The sixth background point to the decision to reject clemency is that the Nation of Papua was never involved in the long struggle to establish the Republic of Indonesia in the first instance, as Papua had its own history.. Furthermore, the Nation of Papua  never freely agreed to unite with RI and accordingly the occupation by RI in the land of Papua is both illegal at law and morally flawed;  the final background point is that the nation of Papua in terms of culture and its geographical location is so very different to the Malay race. Indigenous Papuans are rather Melanesian peoples of the Negroid race.

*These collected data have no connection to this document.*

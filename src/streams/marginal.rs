//! Marginal indicators stream: no subscription frame. Inbound object frames
//! become marginal snapshots; non-objects are dropped (spec §4.5).

use std::sync::Arc;

use tokio_util::sync::CancellationToken;
use tracing::debug;

use crate::auth::Authenticator;
use crate::config::AppConfig;
use crate::store::StoreGateway;

use super::{pump_messages, run_reconnect_loop};

const ACCOUNT_UNKNOWN: &str = "unknown";

pub async fn run(
    config: Arc<AppConfig>,
    auth: Arc<Authenticator>,
    store: StoreGateway,
    cancel: CancellationToken,
) {
    let url = config.stream_urls.marginal.clone();

    run_reconnect_loop("marginal", url, auth, cancel.clone(), move |ws| {
        let store = store.clone();
        let cancel = cancel.clone();
        async move {
            let (mut write, mut read) = futures::StreamExt::split(ws);
            pump_messages(&mut write, &mut read, &cancel, |text| {
                let store = store.clone();
                async move { dispatch_and_store(&store, &text).await }
            })
            .await
        }
    })
    .await;
}

async fn dispatch_and_store(store: &StoreGateway, text: &str) {
    let value: serde_json::Value = match serde_json::from_str(text) {
        Ok(v) => v,
        Err(e) => {
            debug!(error = %e, "dropping non-JSON marginal frame");
            return;
        }
    };

    if !value.is_object() {
        debug!("dropping non-object marginal frame");
        return;
    }

    let account = value
        .get("account")
        .and_then(|a| a.as_str())
        .unwrap_or(ACCOUNT_UNKNOWN);

    if let Err(e) = store.insert_marginal_snapshot(account, &value).await {
        debug!(error = %e, "failed to store marginal snapshot");
    }
}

From the Writer’s perspective, clemency cannot be used to pawn the struggle for the liberation of the nation of Papua. Indigenous peoples Mabruk ideology is permanent and will survive no matter what may be.  The Mabruk ideology gives motivation to the national freedom movement of Papua and flows within the veins of every Papuan who longs for total freedom. The Independence of Papua is life’s very worth so it cannot be pawned  in an offer of any kind from RI. The independence of Papua is the fire of life and the fire of the revolution will never go out. It will live on and will never be extinguished by anyone, by any means or by any power.
The resolve of the Papuan Independence political prisoners is that “We will struggle until the last drop of blood that remains and we will never give up to the regime of the Indonesian Colonizer.”  To submit a request for clemency means to ask for a pardon from the President. However the question must be asked ‘Who is in the wrong here?’ such that President SBY would give a pardon. The Papuan Independence political prisoners have done no wrong so we do not need to ask for forgiveness from the Head of State of the colonial Indonesia. We have never submitted a request for clemency to the President of RI and neither have we asked our families or our legal Counsel to submit a request for clemency on our behalf.  We would and do emphatically object any move by any party that may wish to make a submission for clemency on our behalf to the RI President.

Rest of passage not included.